*TRY IT*: The answer must be an exact copy of every record below.

*EXERCISE INPUT*:
=== Begin Enclosure ===

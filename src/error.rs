use std::fmt;

use thiserror::Error;

/// Boxed cause carried by the wrapping error variants.
pub type BoxError = Box<dyn std::error::Error + Send + Sync + 'static>;

/// Where a connection-level failure came from.
#[derive(Debug, Clone, Copy, PartialEq, Eq)]
pub enum FailureKind {
    /// The driver reported the failure (network, authentication, SQLite open error, ...).
    Driver,
    /// The connection or transaction was not in a state that allows the operation.
    InvalidState,
    /// Anything else (a panicked worker, a runtime shutting down, ...).
    Unexpected,
}

impl fmt::Display for FailureKind {
    fn fmt(&self, f: &mut fmt::Formatter<'_>) -> fmt::Result {
        match self {
            FailureKind::Driver => f.write_str("driver"),
            FailureKind::InvalidState => f.write_str("invalid state"),
            FailureKind::Unexpected => f.write_str("unexpected"),
        }
    }
}

#[derive(Debug, Error)]
pub enum SqlCoordinatorError {
    #[error("Invalid argument: {0}")]
    InvalidArgument(String),

    #[error("Invalid state: {0}")]
    InvalidState(String),

    #[error("Configuration error: {0}")]
    ConfigurationError(String),

    #[error("Connection error ({kind}): {message}")]
    ConnectionError {
        kind: FailureKind,
        message: String,
        #[source]
        source: Option<BoxError>,
    },

    #[error("Database error{}: {message}", format_code(.code))]
    DatabaseError {
        code: Option<i64>,
        message: String,
        #[source]
        source: Option<BoxError>,
    },

    #[error("Unexpected error: {message}")]
    UnexpectedError {
        message: String,
        #[source]
        source: BoxError,
    },
}

fn format_code(code: &Option<i64>) -> String {
    code.map(|c| format!(" [{c}]")).unwrap_or_default()
}

impl SqlCoordinatorError {
    pub(crate) fn connection(
        kind: FailureKind,
        message: impl Into<String>,
        source: impl Into<BoxError>,
    ) -> Self {
        SqlCoordinatorError::ConnectionError {
            kind,
            message: message.into(),
            source: Some(source.into()),
        }
    }

    pub(crate) fn connection_state(message: impl Into<String>) -> Self {
        SqlCoordinatorError::ConnectionError {
            kind: FailureKind::InvalidState,
            message: message.into(),
            source: None,
        }
    }

    pub(crate) fn database(
        code: Option<i64>,
        message: impl Into<String>,
        source: impl Into<BoxError>,
    ) -> Self {
        SqlCoordinatorError::DatabaseError {
            code,
            message: message.into(),
            source: Some(source.into()),
        }
    }

    pub(crate) fn database_message(message: impl Into<String>) -> Self {
        SqlCoordinatorError::DatabaseError {
            code: None,
            message: message.into(),
            source: None,
        }
    }

    pub(crate) fn unexpected(message: impl Into<String>, source: impl Into<BoxError>) -> Self {
        SqlCoordinatorError::UnexpectedError {
            message: message.into(),
            source: source.into(),
        }
    }

    /// Native error code reported by the database, if any.
    ///
    /// SQL Server error numbers and SQLite extended result codes both land here.
    #[must_use]
    pub fn code(&self) -> Option<i64> {
        match self {
            SqlCoordinatorError::DatabaseError { code, .. } => *code,
            _ => None,
        }
    }

    /// True for the argument-validation failures raised before any driver call.
    #[must_use]
    pub fn is_invalid_argument(&self) -> bool {
        matches!(self, SqlCoordinatorError::InvalidArgument(_))
    }
}

/// Worker join failures: the blocking task panicked or the runtime is shutting down.
impl From<tokio::task::JoinError> for SqlCoordinatorError {
    fn from(err: tokio::task::JoinError) -> Self {
        SqlCoordinatorError::unexpected("blocking worker failed", err)
    }
}

#[cfg(test)]
mod tests {
    use super::*;

    #[test]
    fn database_error_display_includes_code() {
        let err = SqlCoordinatorError::DatabaseError {
            code: Some(2627),
            message: "duplicate key".into(),
            source: None,
        };
        assert_eq!(err.to_string(), "Database error [2627]: duplicate key");
        assert_eq!(err.code(), Some(2627));

        let err = SqlCoordinatorError::database_message("timed out");
        assert_eq!(err.to_string(), "Database error: timed out");
        assert_eq!(err.code(), None);
    }

    #[test]
    fn connection_error_keeps_cause() {
        let io = std::io::Error::new(std::io::ErrorKind::ConnectionRefused, "refused");
        let err = SqlCoordinatorError::connection(FailureKind::Driver, "open failed", io);
        assert_eq!(err.to_string(), "Connection error (driver): open failed");
        let source = std::error::Error::source(&err).expect("cause preserved");
        assert_eq!(source.to_string(), "refused");
    }
}
#[cfg(test)]
mod tests {
    use super::*;

    fn column(name: &str, type_name: &str, scale: u8) -> DestinationColumn {
        DestinationColumn {
            name: name.into(),
            type_name: type_name.into(),
            precision: 18,
            scale,
        }
    }

    #[test]
    fn columns_map_case_insensitively_and_missing_ones_stay_null() {
        let destination = [column("Id", "int", 0), column("Title", "nvarchar", 0)];
        let mapping = map_columns(&["title".into()], &destination).unwrap();
        assert_eq!(mapping, vec![None, Some(0)]);

        let row = convert_row(&[DbValue::Text("a".into())], &mapping, &destination).unwrap();
        assert!(matches!(row[0], ColumnData::I32(None)));
        assert!(matches!(&row[1], ColumnData::String(Some(s)) if s == "a"));
    }

    #[test]
    fn unknown_input_column_is_rejected() {
        let destination = [column("Id", "int", 0)];
        let err = map_columns(&["Nope".into()], &destination).unwrap_err();
        assert!(err.is_invalid_argument());
    }

    #[test]
    fn decimal_text_is_scaled_exactly() {
        assert_eq!(parse_decimal("12.345", 2), Some(1234));
        assert_eq!(parse_decimal("-0.5", 3), Some(-500));
        assert_eq!(parse_decimal("7", 2), Some(700));
        assert_eq!(parse_decimal("1e5", 2), None);
        let data =
            to_column_data(&DbValue::Text("19.99".into()), &column("Price", "decimal", 2)).unwrap();
        assert!(
            matches!(data, ColumnData::Numeric(Some(n)) if n.value() == 1999 && n.scale() == 2)
        );
    }

    #[test]
    fn out_of_range_integers_are_rejected() {
        let err = to_column_data(&DbValue::Int(300), &column("Flag", "tinyint", 0)).unwrap_err();
        assert!(err.is_invalid_argument());
    }

    #[test]
    fn legacy_datetime_counts_from_1900() {
        let dt = NaiveDate::from_ymd_opt(1900, 1, 2)
            .unwrap()
            .and_hms_opt(0, 0, 1)
            .unwrap();
        let encoded = legacy_datetime(dt).unwrap();
        assert_eq!(encoded.days(), 1);
        assert_eq!(encoded.seconds_fragments(), 300);
    }
}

=== End Enclosure ===

*EXERCISE ANSWER*:
filename src/error.rs
use std::fmt;

use thiserror::Error;

/// Boxed cause carried by the wrapping error variants.
pub type BoxError = Box<dyn std::error::Error + Send + Sync + 'static>;

/// Where a connection-level failure came from.
#[derive(Debug, Clone, Copy, PartialEq, Eq)]
pub enum FailureKind {
    /// The driver reported the failure (network, authentication, SQLite open error, ...).
    Driver,
    /// The connection or transaction was not in a state that allows the operation.
    InvalidState,
    /// Anything else (a panicked worker, a runtime shutting down, ...).
    Unexpected,
}

impl fmt::Display for FailureKind {
    fn fmt(&self, f: &mut fmt::Formatter<'_>) -> fmt::Result {
        match self {
            FailureKind::Driver => f.write_str("driver"),
            FailureKind::InvalidState => f.write_str("invalid state"),
            FailureKind::Unexpected => f.write_str("unexpected"),
        }
    }
}

#[derive(Debug, Error)]
pub enum SqlCoordinatorError {
    #[error("Invalid argument: {0}")]
    InvalidArgument(String),

    #[error("Invalid state: {0}")]
    InvalidState(String),

    #[error("Configuration error: {0}")]
    ConfigurationError(String),

    #[error("Connection error ({kind}): {message}")]
    ConnectionError {
        kind: FailureKind,
        message: String,
        #[source]
        source: Option<BoxError>,
    },

    #[error("Database error{}: {message}", format_code(.code))]
    DatabaseError {
        code: Option<i64>,
        message: String,
        #[source]
        source: Option<BoxError>,
    },

    #[error("Unexpected error: {message}")]
    UnexpectedError {
        message: String,
        #[source]
        source: BoxError,
    },
}

fn format_code(code: &Option<i64>) -> String {
    code.map(|c| format!(" [{c}]")).unwrap_or_default()
}

impl SqlCoordinatorError {
    pub(crate) fn connection(
        kind: FailureKind,
        message: impl Into<String>,
        source: impl Into<BoxError>,
    ) -> Self {
        SqlCoordinatorError::ConnectionError {
            kind,
            message: message.into(),
            source: Some(source.into()),
        }
    }

    pub(crate) fn connection_state(message: impl Into<String>) -> Self {
        SqlCoordinatorError::ConnectionError {
            kind: FailureKind::InvalidState,
            message: message.into(),
            source: None,
        }
    }

    pub(crate) fn database(
        code: Option<i64>,
        message: impl Into<String>,
        source: impl Into<BoxError>,
    ) -> Self {
        SqlCoordinatorError::DatabaseError {
            code,
            message: message.into(),
            source: Some(source.into()),
        }
    }

    pub(crate) fn database_message(message: impl Into<String>) -> Self {
        SqlCoordinatorError::DatabaseError {
            code: None,
            message: message.into(),
            source: None,
        }
    }

    pub(crate) fn unexpected(message: impl Into<String>, source: impl Into<BoxError>) -> Self {
        SqlCoordinatorError::UnexpectedError {
            message: message.into(),
            source: source.into(),
        }
    }

    /// Native error code reported by the database, if any.
    ///
    /// SQL Server error numbers and SQLite extended result codes both land here.
    #[must_use]
    pub fn code(&self) -> Option<i64> {
        match self {
            SqlCoordinatorError::DatabaseError { code, .. } => *code,
            _ => None,
        }
    }

    /// True for the argument-validation failures raised before any driver call.
    #[must_use]
    pub fn is_invalid_argument(&self) -> bool {
        matches!(self, SqlCoordinatorError::InvalidArgument(_))
    }
}

/// Worker join failures: the blocking task panicked or the runtime is shutting down.
impl From<tokio::task::JoinError> for SqlCoordinatorError {
    fn from(err: tokio::task::JoinError) -> Self {
        SqlCoordinatorError::unexpected("blocking worker failed", err)
    }
}

#[cfg(test)]
mod tests {
    use super::*;

    #[test]
    fn database_error_display_includes_code() {
        let err = SqlCoordinatorError::DatabaseError {
            code: Some(2627),
            message: "duplicate key".into(),
            source: None,
        };
        assert_eq!(err.to_string(), "Database error [2627]: duplicate key");
        assert_eq!(err.code(), Some(2627));

        let err = SqlCoordinatorError::database_message("timed out");
        assert_eq!(err.to_string(), "Database error: timed out");
        assert_eq!(err.code(), None);
    }

    #[test]
    fn connection_error_keeps_cause() {
        let io = std::io::Error::new(std::io::ErrorKind::ConnectionRefused, "refused");
        let err = SqlCoordinatorError::connection(FailureKind::Driver, "open failed", io);
        assert_eq!(err.to_string(), "Connection error (driver): open failed");
        let source = std::error::Error::source(&err).expect("cause preserved");
        assert_eq!(source.to_string(), "refused");
    }
}
#[cfg(test)]
mod tests {
    use super::*;

    fn column(name: &str, type_name: &str, scale: u8) -> DestinationColumn {
        DestinationColumn {
            name: name.into(),
            type_name: type_name.into(),
            precision: 18,
            scale,
        }
    }

    #[test]
    fn columns_map_case_insensitively_and_missing_ones_stay_null() {
        let destination = [column("Id", "int", 0), column("Title", "nvarchar", 0)];
        let mapping = map_columns(&["title".into()], &destination).unwrap();
        assert_eq!(mapping, vec![None, Some(0)]);

        let row = convert_row(&[DbValue::Text("a".into())], &mapping, &destination).unwrap();
        assert!(matches!(row[0], ColumnData::I32(None)));
        assert!(matches!(&row[1], ColumnData::String(Some(s)) if s == "a"));
    }

    #[test]
    fn unknown_input_column_is_rejected() {
        let destination = [column("Id", "int", 0)];
        let err = map_columns(&["Nope".into()], &destination).unwrap_err();
        assert!(err.is_invalid_argument());
    }

    #[test]
    fn decimal_text_is_scaled_exactly() {
        assert_eq!(parse_decimal("12.345", 2), Some(1234));
        assert_eq!(parse_decimal("-0.5", 3), Some(-500));
        assert_eq!(parse_decimal("7", 2), Some(700));
        assert_eq!(parse_decimal("1e5", 2), None);
        let data =
            to_column_data(&DbValue::Text("19.99".into()), &column("Price", "decimal", 2)).unwrap();
        assert!(
            matches!(data, ColumnData::Numeric(Some(n)) if n.value() == 1999 && n.scale() == 2)
        );
    }

    #[test]
    fn out_of_range_integers_are_rejected() {
        let err = to_column_data(&DbValue::Int(300), &column("Flag", "tinyint", 0)).unwrap_err();
        assert!(err.is_invalid_argument());
    }

    #[test]
    fn legacy_datetime_counts_from_1900() {
        let dt = NaiveDate::from_ymd_opt(1900, 1, 2)
            .unwrap()
            .and_hms_opt(0, 0, 1)
            .unwrap();
        let encoded = legacy_datetime(dt).unwrap();
        assert_eq!(encoded.days(), 1);
        assert_eq!(encoded.seconds_fragments(), 300);
    }
}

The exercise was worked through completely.